List of significantly different proteins in comparisons between the two treatment groups (hIGF-1 50 and 100 ng/mL) and the untreated control, analyzed by one-way ANOVA with 0.05 FDR. Three biological samples were analyzed. The symbol “–” indicates the absence of a protein class.
3.7. GO Function Enrichment and KEGG Pathway Analysis
To explore biological pathways correlated to significant proteins, gene ontology (GO) and Kyoto Encyclopedia of Genes and Genomes (KEGG) pathway enrichment analyses were conducted. The GO analysis identified enrichment in 1257 biological processes, 238 cellular components, and 160 molecular functions. Additionally, KEGG pathway analysis revealed 150 significantly enriched pathways. The most prominent GO terms and KEGG pathways are illustrated in Figure 8. In biological processes (BP), cytoplasmic translation and ribosome biogenesis were the most affected cellular processes by hIGF-1-Fc treatment (Figure 8a). In the molecular functions (MF) and cell complex (CC) enrichment, proteins associated with ribosome, rRNA binding, mRNA binding, ubiquitin protein ligase, and phosphatase binding were enriched. In KEGG analysis, biological pathways related to ribosome, COVID-19, carbon metabolism, biosynthesis of amino acids, cysteine and methionine metabolism, glyoxylate and dicarboxylate metabolism, citrate cycle (TCA cycle), and pyruvate metabolism were pathways related to the proteins changed upon hIGF-1-Fc treatment (Figure 8b). The bar graph in Figure 8c demonstrates the levels of significant proteins across the three groups in a separate protein class. The results imply that ribosomal proteins, ribosomal biogenesis pathways, and carbon metabolism are highly affected by plant-produced hIGF-1-Fc treatment and could be mechanisms correlated to hIGF-1-promoted cell proliferation and would healing.
Figure 8.
GO and KEGG enrichment analysis of significantly detected proteins in comparisons between the two treatment groups (plant-produced hIGF-1-Fc: 50 and 100 ng/mL) and the untreated control. (a) Illustrations of GO-enriched biological processes, cellular components, molecular functions, and (b) KEGG enrichment pathway analyses. The color of KEGG terms indicates the p-value, and dot size indicates the number of enriched proteins. (c) Bar graph presenting average LFQ intensity of significant proteins in separated protein class according to gene ontology.
4. Discussion
For several decades, in vitro studies have demonstrated that the hIGF system is a key regulator of cell differentiation, proliferation, and survival [] hIGF-I, also known as somatomedin C, shares structural similarities with insulin and exhibits significant anabolic effects in humans []. Clinically, hIGF-1 has shown therapeutic potential in managing type 1 and 2 diabetes, short stature syndrome, and wound healing [,]. Beyond treatment applications, growth factors like hIGF-1 are essential in the cultivated meat industry for promoting mammalian cell growth in bioreactors, ultimately yielding edible meats []. In the cosmetics industry, they are incorporated into skincare products to promote skin rejuvenation, collagen production, and improve overall skin health [,]. The demand for growth factors across biotechnology, pharmaceutical, and cosmetics sectors continues to grow, yet high production costs limit their accessibility. This study addresses these limitations by using plant-based expression systems as cost-effective bioreactors to produce recombinant hIGF-1 and with the efficacy validated in mammalian cell line models.

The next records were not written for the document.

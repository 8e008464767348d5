//! Configuration view and validation commands: `readme-genie config`.

use std::path::{Path, PathBuf};

use anyhow::Result;
use readme_genie::config::{DEFAULT_CONFIG_FILE, GenieConfig, redact};

use super::super::ConfigCommands;

pub fn cmd_config(config_path: Option<&Path>, command: Option<ConfigCommands>) -> Result<()> {
    match command {
        None | Some(ConfigCommands::Show) => show(config_path),
        Some(ConfigCommands::Validate) => validate(config_path),
        Some(ConfigCommands::Init) => init(config_path),
    }
}

fn show(config_path: Option<&Path>) -> Result<()> {
    let config = GenieConfig::resolve(config_path)?;

    println!();
    println!("readme-genie Configuration");
    println!("==========================");
    println!();
    match GenieConfig::source_path(config_path) {
        Some(path) => println!("Config file: {}", path.display()),
        None => println!("No {} found, using defaults.", DEFAULT_CONFIG_FILE),
    }
    println!("Effective values (with env overrides):");
    println!();

    println!("[server]");
    println!("  host = \"{}\"", config.server.host);
    println!("  port = {}", config.server.port);
    println!("  request_timeout_secs = {}", config.server.request_timeout_secs);
    println!();

    println!("[hosting]");
    println!("  api_base_url = \"{}\"", config.hosting.api_base_url);
    println!("  token = {}", redact(&config.hosting.token));
    println!(
        "  supported_extensions = [{}]",
        config.hosting.supported_extensions.join(", ")
    );
    println!(
        "  excluded_directories = [{}]",
        config.hosting.excluded_directories.join(", ")
    );
    println!();

    println!("[completion]");
    println!("  api_base_url = \"{}\"", config.completion.api_base_url);
    println!("  api_key = {}", redact(&config.completion.api_key));
    println!("  model = \"{}\"", config.completion.model);
    println!("  max_retries = {}", config.completion.max_retries);
    println!("  retry_backoff_ms = {}", config.completion.retry_backoff_ms);
    println!();

    println!("[pipeline]");
    println!("  split_threshold_chars = {}", config.pipeline.split_threshold_chars);
    println!("  chunk_size_chars = {}", config.pipeline.chunk_size_chars);
    println!("  pacing_interval_ms = {}", config.pipeline.pacing_interval_ms);
    println!(
        "  summarization_instruction = {:?}",
        config.pipeline.summarization_instruction
    );
    println!();

    Ok(())
}

fn validate(config_path: Option<&Path>) -> Result<()> {
    println!();
    println!("Validating configuration...");
    println!();

    let config = GenieConfig::resolve(config_path)?;
    let warnings = config.validate();

    if warnings.is_empty() {
        println!("Configuration is valid.");
    } else {
        println!("Configuration warnings:");
        for warning in warnings {
            println!("  - {}", warning);
        }
    }
    println!();
    Ok(())
}

fn init(config_path: Option<&Path>) -> Result<()> {
    let path = match config_path {
        Some(path) => path.to_path_buf(),
        None => PathBuf::from(DEFAULT_CONFIG_FILE),
    };

    if path.exists() {
        println!("{} already exists.", path.display());
        println!("Delete it first if you want to recreate it.");
        return Ok(());
    }

    GenieConfig::default().save(&path)?;

    println!("Created {}", path.display());
    println!();
    println!("Secrets are best kept out of the file:");
    println!("  - GIT_TOKEN for the GitHub API");
    println!("  - API_KEY for the completion service");
    println!();
    Ok(())
}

Herein, we developed a recombinant hIGF-1 protein conjugated with an Fc fragment at the C-terminus. The fusion protein construct included a flexible (GGGGS)3 Gly-Ser repeat linker between hIGF-1 and Fc []. The hIGF-1-Fc was produced in N. benthamiana using a plant geminiviral vector. In particular, we adapted the pBYR2e vector in this study, which has been engineered for high-level protein expression via rolling circle replication []. SDS-PAGE under non-reduced conditions showed a distinct band at approximately 70 kDa, matching the predicted mass of the hIGF-1-Fc dimer based on the canonical protein sequence. This result indicates successful expression and correct assembly of the plant-derived Fc fusion protein []. After reduction, a monomeric form appeared at around 35 kDa, consistent with disulfide bond cleavage. In addition to the main hIGF-1-Fc bands, we observed multiple bands by Western blot analysis that may indicate the presence of different proteoforms or partially reduced dimers. For example, the ~70 kDa band under reducing conditions may result from incomplete disulfide bond reduction [,], though this was not further investigated. Moreover, the detection of faint bands above or below the expected molecular weight may suggest higher-order multimers or degradation. These phenomena are common for Fc fusion proteins and can result from partial proteolysis or heterogeneity in PTMs [,]. One potential contributing factor is the absence of a protease inhibitor cocktail during extraction, which may have led to partial degradation and formation of additional proteoforms [,]. Although downstream purification improved the purity and removed many non-specific bands (Figure 3), a minor ~35 kDa band remained (Supplementary Figure S3), consistent with monomeric hIGF-1-Fc. Altogether, our findings demonstrate that the plant-based system can effectively produce recombinant proteins in their native multimeric state. However, the presence of putative proteoforms and partially reduced species highlights the need for further optimization. A key limitation of this study is the absence of synthetic controls to confirm antibody specificity. Future studies should employ biochemical characterization of these species and optimize extraction protocols, including the use of protease inhibitors and positive or negative controls to improve product integrity and quality.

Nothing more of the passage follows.